Start of Block
//! Vector store abstraction for vidcompanion.
//!
//! Holds chunk embeddings for one transcript and answers nearest-neighbour
//! queries. Documents are only ever addressed by similarity.

mod index;
mod memory;

pub use index::{IndexBuilder, TranscriptIndex};
pub use memory::MemoryVectorStore;

use crate::chunking::Chunk;
use crate::error::Result;
use async_trait::async_trait;

/// A chunk stored together with its embedding.
#[derive(Debug, Clone)]
pub struct Document {
    /// Text content of the chunk.
    pub content: String,
    /// Byte offset of the chunk in the transcript.
    pub start_offset: usize,
    /// Splitting order of the chunk. Informational only.
    pub chunk_order: usize,
    /// Embedding vector.
    pub embedding: Vec<f32>,
}

impl Document {
    /// Create a document from a chunk and its embedding.
    pub fn new(chunk: Chunk, embedding: Vec<f32>) -> Self {
        Self {
            content: chunk.text,
            start_offset: chunk.start_offset,
            chunk_order: chunk.order,
            embedding,
        }
    }
}

/// A search result with score.
#[derive(Debug, Clone)]
pub struct SearchResult {
    /// The matched document.
    pub document: Document,
    /// Cosine similarity (higher is better).
    pub score: f32,
}

/// Trait for vector store implementations.
#[async_trait]
pub trait VectorStore: Send + Sync {
    /// Bulk insert documents.
    async fn upsert_batch(&self, docs: Vec<Document>) -> Result<usize>;

    /// Search for the `limit` most similar documents.
    async fn search(&self, query_embedding: &[f32], limit: usize) -> Result<Vec<SearchResult>>;

    /// Search with a minimum similarity threshold.
    async fn search_with_threshold(
        &self,
        query_embedding: &[f32],
        limit: usize,
        min_score: f32,
    ) -> Result<Vec<SearchResult>>;

    /// Get total document count.
    async fn document_count(&self) -> Result<usize>;
}

/// Compute cosine similarity between two vectors.
pub fn cosine_similarity(a: &[f32], b: &[f32]) -> f32 {
    if a.len() != b.len() || a.is_empty() {
        return 0.0;
    }

    let dot_product: f32 = a.iter().zip(b.iter()).map(|(x, y)| x * y).sum();
    let norm_a: f32 = a.iter().map(|x| x * x).sum::<f32>().sqrt();
    let norm_b: f32 = b.iter().map(|x| x * x).sum::<f32>().sqrt();

    if norm_a == 0.0 || norm_b == 0.0 {
        return 0.0;
    }

    dot_product / (norm_a * norm_b)
}
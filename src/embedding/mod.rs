//! Embedding generation for semantic search and retrieval.

mod openai;

pub use openai::OpenAIEmbedder;

use crate::error::Result;
use async_trait::async_trait;

/// Trait for embedding generation.
#[async_trait]
pub trait Embedder: Send + Sync {
    /// Generate an embedding for a single text.
    async fn embed(&self, text: &str) -> Result<Vec<f32>>;

    /// Generate embeddings for multiple texts, in input order.
    async fn embed_batch(&self, texts: &[String]) -> Result<Vec<Vec<f32>>>;

    /// Get the embedding dimensions.
    fn dimensions(&self) -> usize;
}
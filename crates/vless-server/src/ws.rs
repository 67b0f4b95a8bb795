//! WebSocket upgrade handling.
//!
//! The listener distinguishes tunnel traffic from everything else by a
//! fixed path marker on the upgrade request. The `WsIo` adapter is provided
//! by `vless-core::transport`.

use bytes::Bytes;
use tokio::io::{AsyncRead, AsyncWrite};
use tokio_tungstenite::{
    accept_hdr_async_with_config,
    tungstenite::{
        handshake::server::{Request, Response},
        protocol::WebSocketConfig,
    },
    WebSocketStream,
};
use tracing::{debug, warn};
use vless_core::io::PrefixedStream;

use crate::config::WebSocketConfig as WsCfg;
use crate::error::ServerError;

// Re-export WsIo from vless-core for convenience
pub use vless_core::transport::WsIo;

/// Initial buffer size for reading HTTP headers during the upgrade.
pub const INITIAL_BUFFER_SIZE: usize = 2048;

const HTTP_HEADER_END: &[u8] = b"\r\n\r\n";

/// Result of inspecting buffered bytes for a tunnel upgrade.
pub enum UpgradeInspect {
    /// Need more data to see the full header.
    NeedMore,
    /// Not HTTP traffic at all; close without a response.
    NotHttp,
    /// Valid WebSocket upgrade request on the tunnel path.
    Upgrade,
    /// Reject with reason (non-upgrade request, path/host mismatch).
    Reject(&'static str),
}

/// Inspect buffered bytes for a WebSocket upgrade on the tunnel path.
pub fn inspect_upgrade(buf: &[u8], cfg: &WsCfg) -> UpgradeInspect {
    let header_end = match find_header_end(buf) {
        Some(v) => v,
        None => return UpgradeInspect::NeedMore,
    };
    let header_str = match std::str::from_utf8(&buf[..header_end]) {
        Ok(v) => v,
        Err(_) => return UpgradeInspect::NotHttp,
    };
    let mut lines = header_str.split("\r\n");
    let request_line = match lines.next() {
        Some(v) => v,
        None => return UpgradeInspect::NotHttp,
    };
    let mut parts = request_line.split_whitespace();
    let method = parts.next().unwrap_or("");
    let path = parts.next().unwrap_or("");
    let version = parts.next().unwrap_or("");
    if !version.starts_with("HTTP/") {
        return UpgradeInspect::NotHttp;
    }
    if method != "GET" {
        return UpgradeInspect::Reject("websocket upgrade required");
    }

    let mut upgrade = false;
    let mut connection_upgrade = false;
    let mut ws_key = false;
    let mut host: Option<&str> = None;

    for line in lines {
        if let Some((name, value)) = line.split_once(':') {
            let name = name.trim().to_ascii_lowercase();
            let value_trim = value.trim();
            let value_lower = value_trim.to_ascii_lowercase();
            match name.as_str() {
                "upgrade" => {
                    if value_lower.contains("websocket") {
                        upgrade = true;
                    }
                }
                "connection" => {
                    if value_lower.contains("upgrade") {
                        connection_upgrade = true;
                    }
                }
                "sec-websocket-key" => {
                    if !value_trim.is_empty() {
                        ws_key = true;
                    }
                }
                "host" => {
                    host = Some(value_trim);
                }
                _ => {}
            }
        }
    }

    if !upgrade || !connection_upgrade || !ws_key {
        return UpgradeInspect::Reject("websocket upgrade required");
    }

    if !path_matches(cfg, path) || !host_matches(cfg, host) {
        return UpgradeInspect::Reject("tunnel path/host mismatch");
    }

    UpgradeInspect::Upgrade
}

/// Accept a WebSocket upgrade on the given stream, replaying the
/// already-read header bytes.
pub async fn accept_ws<S>(
    stream: S,
    initial: Bytes,
    cfg: &WsCfg,
) -> Result<WebSocketStream<PrefixedStream<S>>, ServerError>
where
    S: AsyncRead + AsyncWrite + Unpin + Send + 'static,
{
    let max_frame = if cfg.max_frame_bytes == 0 {
        None
    } else {
        Some(cfg.max_frame_bytes)
    };
    let ws_cfg = WebSocketConfig {
        max_frame_size: max_frame,
        max_message_size: max_frame,
        ..WebSocketConfig::default()
    };
    let prefixed = PrefixedStream::new(initial, stream);
    let ws = accept_hdr_async_with_config(
        prefixed,
        |req: &Request, resp: Response| {
            debug!(path = %req.uri().path(), "websocket upgrade");
            Ok(resp)
        },
        Some(ws_cfg),
    )
    .await
    .map_err(|e| {
        ServerError::Io(std::io::Error::new(
            std::io::ErrorKind::InvalidData,
            format!("websocket handshake failed: {e}"),
        ))
    })?;
    Ok(ws)
}

/// Send a terse HTTP 404 and close, for non-tunnel requests.
pub async fn send_reject<S>(mut stream: S, reason: &'static str) -> Result<(), ServerError>
where
    S: AsyncWrite + Unpin,
{
    warn!(reason, "connection rejected");
    let response = b"HTTP/1.1 404 Not Found\r\nContent-Length: 0\r\n\r\n";
    tokio::io::AsyncWriteExt::write_all(&mut stream, response).await?;
    Ok(())
}

fn find_header_end(buf: &[u8]) -> Option<usize> {
    buf.windows(HTTP_HEADER_END.len())
        .position(|w| w == HTTP_HEADER_END)
        .map(|idx| idx + HTTP_HEADER_END.len())
}

fn path_matches(cfg: &WsCfg, path: &str) -> bool {
    let path_only = path.split('?').next().unwrap_or("");
    path_only == cfg.path
}

fn host_matches(cfg: &WsCfg, host: Option<&str>) -> bool {
    let expected = match cfg.host.as_deref() {
        Some(v) => v,
        None => return true,
    };
    let host = match host {
        Some(v) => v,
        None => return false,
    };
    let host_only = host.split(':').next().unwrap_or("");
    host_only.eq_ignore_ascii_case(expected)
}
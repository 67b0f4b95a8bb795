//! Server state shared across sessions.

use std::time::Duration;

use vless_proto::Credential;

use crate::config::WebSocketConfig;

/// Read-only state shared by all sessions.
///
/// The credential is parsed once at startup and injected here; sessions
/// never mutate any of this.
#[derive(Clone)]
pub struct ServerState {
    pub credential: Credential,
    pub idle_timeout: Duration,
    pub handshake_timeout: Duration,
    pub max_header_bytes: usize,
    pub relay_buffer_size: usize,
    pub tcp_send_buffer: usize,
    pub tcp_recv_buffer: usize,
    pub websocket: WebSocketConfig,
}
End of Block
Only the lines above starting with the one with "if norm_a == 0.0" and going through the one with "pub use openai::OpenAIEmbedder;" are to be copied, word for word and with both ends kept.

    if norm_a == 0.0 || norm_b == 0.0 {
        return 0.0;
    }

    dot_product / (norm_a * norm_b)
}
filename src/embedding/mod.rs
//! Embedding generation for semantic search and retrieval.

mod openai;

pub use openai::OpenAIEmbedder;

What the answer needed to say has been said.